# DATA UNDER STUDY
------------------------------------------------------------
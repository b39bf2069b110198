use std::path::PathBuf;

use mrv_core::{CheckStatus, ComplianceCheck};
use mrv_eval::compliance::{self, overall_status, RuleSet};
use mrv_storage::SnapshotStore;
use serde::Serialize;

use crate::workspace::Workspace;
use crate::Printer;

#[derive(Serialize)]
struct CheckReport {
    snapshot_id: u64,
    status: CheckStatus,
    /// The evaluation agrees with the checks sealed into the snapshot.
    matches_recorded: bool,
    checks: Vec<ComplianceCheck>,
}

/// Evaluate rule sets against a stored bundle pair. Reads nothing but the
/// snapshot; an overall `fail` exits 1.
pub(crate) fn cmd_check(
    workspace: &Workspace,
    id: u64,
    rule_files: &[PathBuf],
    out: Printer,
) -> Result<(), String> {
    let rule_sets = if rule_files.is_empty() {
        RuleSet::builtin().map_err(|e| e.to_string())?
    } else {
        rule_files
            .iter()
            .map(|path| {
                let text = std::fs::read_to_string(path)
                    .map_err(|_| format!("file not found: {}", path.display()))?;
                RuleSet::from_toml_str(&text).map_err(|e| format!("{}: {}", path.display(), e))
            })
            .collect::<Result<Vec<_>, String>>()?
    };

    let snapshot = workspace.store()?.get(id).map_err(|e| e.to_string())?;
    let recorded = &snapshot.result().content;
    let checks = compliance::evaluate_pair(&rule_sets, snapshot.input(), recorded)
        .map_err(|e| e.to_string())?;

    let mut reevaluated = recorded.clone();
    reevaluated.compliance_checks = checks;
    let reevaluated = reevaluated.canonical_form();

    let report = CheckReport {
        snapshot_id: id,
        status: overall_status(&reevaluated.compliance_checks),
        matches_recorded: reevaluated.compliance_checks == recorded.compliance_checks,
        checks: reevaluated.compliance_checks,
    };

    out.emit(&report, || {
        let mut lines = vec![format!(
            "snapshot {}: compliance {}{}",
            report.snapshot_id,
            report.status,
            if report.matches_recorded {
                ""
            } else {
                " (differs from recorded checks)"
            }
        )];
        for check in &report.checks {
            lines.push(format!(
                "  [{}] {:<28} {}",
                check.status, check.rule_id, check.message
            ));
            if check.status != CheckStatus::Pass && !check.remediation.is_empty() {
                lines.push(format!("         remediation: {}", check.remediation));
            }
        }
        lines.join("\n")
    });

    if report.status == CheckStatus::Fail {
        Err(format!("snapshot {} fails compliance", id))
    } else {
        Ok(())
    }
}
//! mrv-evidence: signed, reproducible evidence packs.
//!
//! A pack is a `.tar.gz` holding a snapshot's input and result bundles, its
//! compliance report, a lineage graph, a manifest of artifact hashes, and
//! zero or more signatures over the manifest.

mod error;
pub mod lineage;
pub mod manifest;
pub mod pack;
pub mod signing;

pub use error::EvidenceError;
pub use lineage::{Lineage, LineageEdge, LineageNode, NodeKind};
pub use manifest::{ArtifactEntry, Manifest, MANIFEST_FORMAT};
pub use pack::{
    build_pack, read_archive, verify_pack, ArtifactCheck, ComplianceReport, EvidencePack,
    PackVerification, SignatureCheck, SignatureStatus,
};
pub use signing::{
    generate_keypair, key_fingerprint, read_public_key, read_secret_key, write_keypair,
    PackSigner, SignatureAlgorithm, SignatureBlock, SignatureEntry, VerificationKey,
};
------------------------------------------------------------
# YOUR INSTRUCTIONS
Nothing should appear in the output except the lines from the one with "pub mod manifest;" through the end of the records above, copied exactly.

# SOLUTION FOR THIS EXERCISE
pub mod manifest;
pub mod pack;
pub mod signing;

pub use error::EvidenceError;
pub use lineage::{Lineage, LineageEdge, LineageNode, NodeKind};
pub use manifest::{ArtifactEntry, Manifest, MANIFEST_FORMAT};
pub use pack::{
    build_pack, read_archive, verify_pack, ArtifactCheck, ComplianceReport, EvidencePack,
    PackVerification, SignatureCheck, SignatureStatus,
};
pub use signing::{
    generate_keypair, key_fingerprint, read_public_key, read_secret_key, write_keypair,
    PackSigner, SignatureAlgorithm, SignatureBlock, SignatureEntry, VerificationKey,
};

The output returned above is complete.